Cell-based therapeutics, once very popular, were relegated to background mode
because of the seemingly complex and highly technical nature of producing the cells at
specialized facilities. However, they once again are emerging as promising biomedicines with
the potential to substantially impact cancer. The resurgence in adoptive immunotherapy
comes with renewed interest in our ability to endow cells with novel attributes by genetic
modification. We now have techniques at our disposal to enable the creation of designer
therapeutics since the T cells now are handled beyond simple manipulation with growth
factors. For cellular immunotherapies, T cells can be expanded and manipulated ex vivo prior
to adoptive transfer into the host to achieve a novel immune function and with signaling
capability. Also, genetic engineering of T cells has been successfully implemented to redirect
the specificity of cytotoxic T lymphocytes towards tumor-associated antigens without MHC
restriction. Over 70 Investigative New Drug applications are listed on the Food and Drug
Administration maintained website www.clinicaltrials.gov that involve genetically engineered
T lymphocytes or T cells endowed with chimeric antigen receptors.
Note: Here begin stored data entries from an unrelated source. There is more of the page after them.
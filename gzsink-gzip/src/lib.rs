//! # GzSink Gzip
//!
//! Streaming gzip (RFC 1952) write sessions layered over a child writer.
//!
//! A session writes the fixed gzip header when it opens, compresses every
//! write through the shared deflate backend into a bounded output buffer,
//! and on close finishes the stream, writes the CRC-32/ISIZE trailer and
//! destroys the child.
//!
//! - [`framer`]: header and trailer layout, plus the emitters sessions use
//! - [`GzipSink`]: the session, usable directly, through `std::io::Write`,
//!   or as a boxed [`WriteSource`](gzsink_core::WriteSource)
//! - [`IoChild`]: wraps any `std::io::Write` as a child
//!
//! ## Example
//!
//! ```rust
//! use gzsink_gzip::{GzipSink, GzipSinkConfig, IoChild};
//! use std::io::Write;
//!
//! let child = IoChild::new(std::io::sink());
//! let mut sink = GzipSink::open(child, GzipSinkConfig::default().level(9u8)).unwrap();
//! sink.write_all(b"Hello, World!").unwrap();
//! let summary = sink.finish().unwrap();
//! assert_eq!(summary.uncompressed_bytes, 13);
//! ```

#![warn(missing_docs)]
#![warn(clippy::all)]
#![allow(clippy::module_name_repetitions)]

pub mod buffer;
pub mod child;
pub mod config;
pub mod framer;
pub mod sink;

// Re-exports
pub use child::IoChild;
pub use config::{DEFAULT_BUFFER_CAPACITY, DEFAULT_LOW_WATER_MARK, GzipSinkConfig};
pub use framer::{FrameFooter, FrameHeader, emit_footer, emit_header};
pub use sink::{CloseSummary, GzipSink, SessionStatus, open_write_source};
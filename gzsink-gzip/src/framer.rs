//! GZIP container framing (RFC 1952).
//!
//! Sessions write a fixed 10-byte header with no optional fields and an
//! 8-byte trailer. The parsers here accept exactly that layout and exist
//! for verification; they are not a general gzip reader.

use gzsink_core::error::{GzSinkError, Result};
use gzsink_core::traits::{ChildWriter, CompressionLevel};
use tracing::trace;

/// GZIP magic bytes.
pub const GZIP_MAGIC: [u8; 2] = [0x1F, 0x8B];

/// GZIP compression method: DEFLATE.
pub const CM_DEFLATE: u8 = 8;

/// Operating system byte written by sessions (Unix).
pub const OS_UNIX: u8 = 3;

/// Length of the header sessions emit.
pub const HEADER_LEN: usize = 10;

/// Length of the trailer.
pub const FOOTER_LEN: usize = 8;

/// GZIP header flags.
pub mod flags {
    /// Text file.
    pub const FTEXT: u8 = 0x01;
    /// Header CRC present.
    pub const FHCRC: u8 = 0x02;
    /// Extra field present.
    pub const FEXTRA: u8 = 0x04;
    /// Original filename present.
    pub const FNAME: u8 = 0x08;
    /// Comment present.
    pub const FCOMMENT: u8 = 0x10;
    /// Bits that must be zero.
    pub const RESERVED: u8 = 0xE0;
}

/// Extra-flags values advertising the compression effort.
pub mod xfl {
    /// Level 9 and above.
    pub const BEST: u8 = 2;
    /// Level 1.
    pub const FASTEST: u8 = 4;
    /// Anything else.
    pub const NONE: u8 = 0;
}

/// XFL byte for a compression level.
pub fn xfl_for_level(level: CompressionLevel) -> u8 {
    match level.level() {
        l if l >= 9 => xfl::BEST,
        1 => xfl::FASTEST,
        _ => xfl::NONE,
    }
}

/// Fixed-size GZIP member header.
#[derive(Debug, Clone, Copy, PartialEq, Eq)]
pub struct FrameHeader {
    /// Compression method (8 for DEFLATE).
    pub method: u8,
    /// Flags.
    pub flags: u8,
    /// Modification time (Unix timestamp, 0 when unknown).
    pub mtime: u32,
    /// Extra flags.
    pub xfl: u8,
    /// Operating system.
    pub os: u8,
}

impl FrameHeader {
    /// Header a session writes for `level`: no flags, no mtime, Unix OS.
    pub fn for_level(level: CompressionLevel) -> Self {
        Self {
            method: CM_DEFLATE,
            flags: 0,
            mtime: 0,
            xfl: xfl_for_level(level),
            os: OS_UNIX,
        }
    }

    /// Serialize to wire order.
    pub fn to_bytes(&self) -> [u8; HEADER_LEN] {
        let mtime = self.mtime.to_le_bytes();
        [
            GZIP_MAGIC[0],
            GZIP_MAGIC[1],
            self.method,
            self.flags,
            mtime[0],
            mtime[1],
            mtime[2],
            mtime[3],
            self.xfl,
            self.os,
        ]
    }

    /// Parse the fixed part of a header from the start of `data`.
    pub fn parse(data: &[u8]) -> Result<Self> {
        if data.len() < HEADER_LEN {
            return Err(GzSinkError::invalid_header(format!(
                "need {} header bytes, have {}",
                HEADER_LEN,
                data.len()
            )));
        }

        if data[0..2] != GZIP_MAGIC {
            return Err(GzSinkError::invalid_header(format!(
                "bad magic {:02X} {:02X}",
                data[0], data[1]
            )));
        }

        let method = data[2];
        if method != CM_DEFLATE {
            return Err(GzSinkError::unsupported_method(format!(
                "GZIP method {}",
                method
            )));
        }

        let flags = data[3];
        if flags & flags::RESERVED != 0 {
            return Err(GzSinkError::invalid_header(format!(
                "reserved flag bits set: {:#04x}",
                flags
            )));
        }

        Ok(Self {
            method,
            flags,
            mtime: u32::from_le_bytes([data[4], data[5], data[6], data[7]]),
            xfl: data[8],
            os: data[9],
        })
    }
}

/// GZIP member trailer.
#[derive(Debug, Clone, Copy, PartialEq, Eq)]
pub struct FrameFooter {
    /// CRC-32 of the uncompressed data.
    pub crc: u32,
    /// Uncompressed length modulo 2^32.
    pub isize: u32,
}

impl FrameFooter {
    /// Serialize to wire order (both fields little-endian).
    pub fn to_bytes(&self) -> [u8; FOOTER_LEN] {
        let mut out = [0u8; FOOTER_LEN];
        out[..4].copy_from_slice(&self.crc.to_le_bytes());
        out[4..].copy_from_slice(&self.isize.to_le_bytes());
        out
    }

    /// Parse the trailer at the end of a complete member.
    pub fn parse_tail(member: &[u8]) -> Result<Self> {
        if member.len() < HEADER_LEN + FOOTER_LEN {
            return Err(GzSinkError::invalid_header(format!(
                "member of {} bytes is too short for a trailer",
                member.len()
            )));
        }
        let tail = &member[member.len() - FOOTER_LEN..];
        Ok(Self {
            crc: u32::from_le_bytes([tail[0], tail[1], tail[2], tail[3]]),
            isize: u32::from_le_bytes([tail[4], tail[5], tail[6], tail[7]]),
        })
    }
}

/// Write the session header for `level` to `child`.
///
/// Returns the number of bytes written. A child that accepts fewer than
/// all ten bytes fails the call.
pub fn emit_header<C: ChildWriter + ?Sized>(child: &mut C, level: CompressionLevel) -> Result<usize> {
    let header = FrameHeader::for_level(level);
    let written = write_frame(child, &header.to_bytes())?;
    trace!(xfl = header.xfl, "wrote gzip header");
    Ok(written)
}

/// Write the trailer for a finished stream to `child`.
pub fn emit_footer<C: ChildWriter + ?Sized>(child: &mut C, crc: u32, isize: u32) -> Result<usize> {
    let footer = FrameFooter { crc, isize };
    let written = write_frame(child, &footer.to_bytes())?;
    trace!(crc = format_args!("{:08x}", crc), isize, "wrote gzip trailer");
    Ok(written)
}

fn write_frame<C: ChildWriter + ?Sized>(child: &mut C, bytes: &[u8]) -> Result<usize> {
    match child.write(bytes)? {
        n if n == bytes.len() => Ok(n),
        n => Err(GzSinkError::child_rejected(bytes.len(), n)),
    }
}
While the majority of
these trials focus on treatment of hematopoietic diseases generally involving B cells, here, we
focus on the description of clinical trials currently testing these modified T cells in patients
with solid tumors and even more specifically, for those involving treatment of primary
malignant brain tumors.
Keywords: Adenocarcinomas, adoptive immunotherapy, adoptive transfer,
astrocytomas, cellular therapy, chimeric antigen receptor, CTL, cytotoxic
lymphocytes, gliomas, human leukocyte antigens, immunotherapy,
immunotherapy, major histocompatibility complex, melanoma, prostate cancer,
solid tumors, T cell receptor, tumor associated antigens.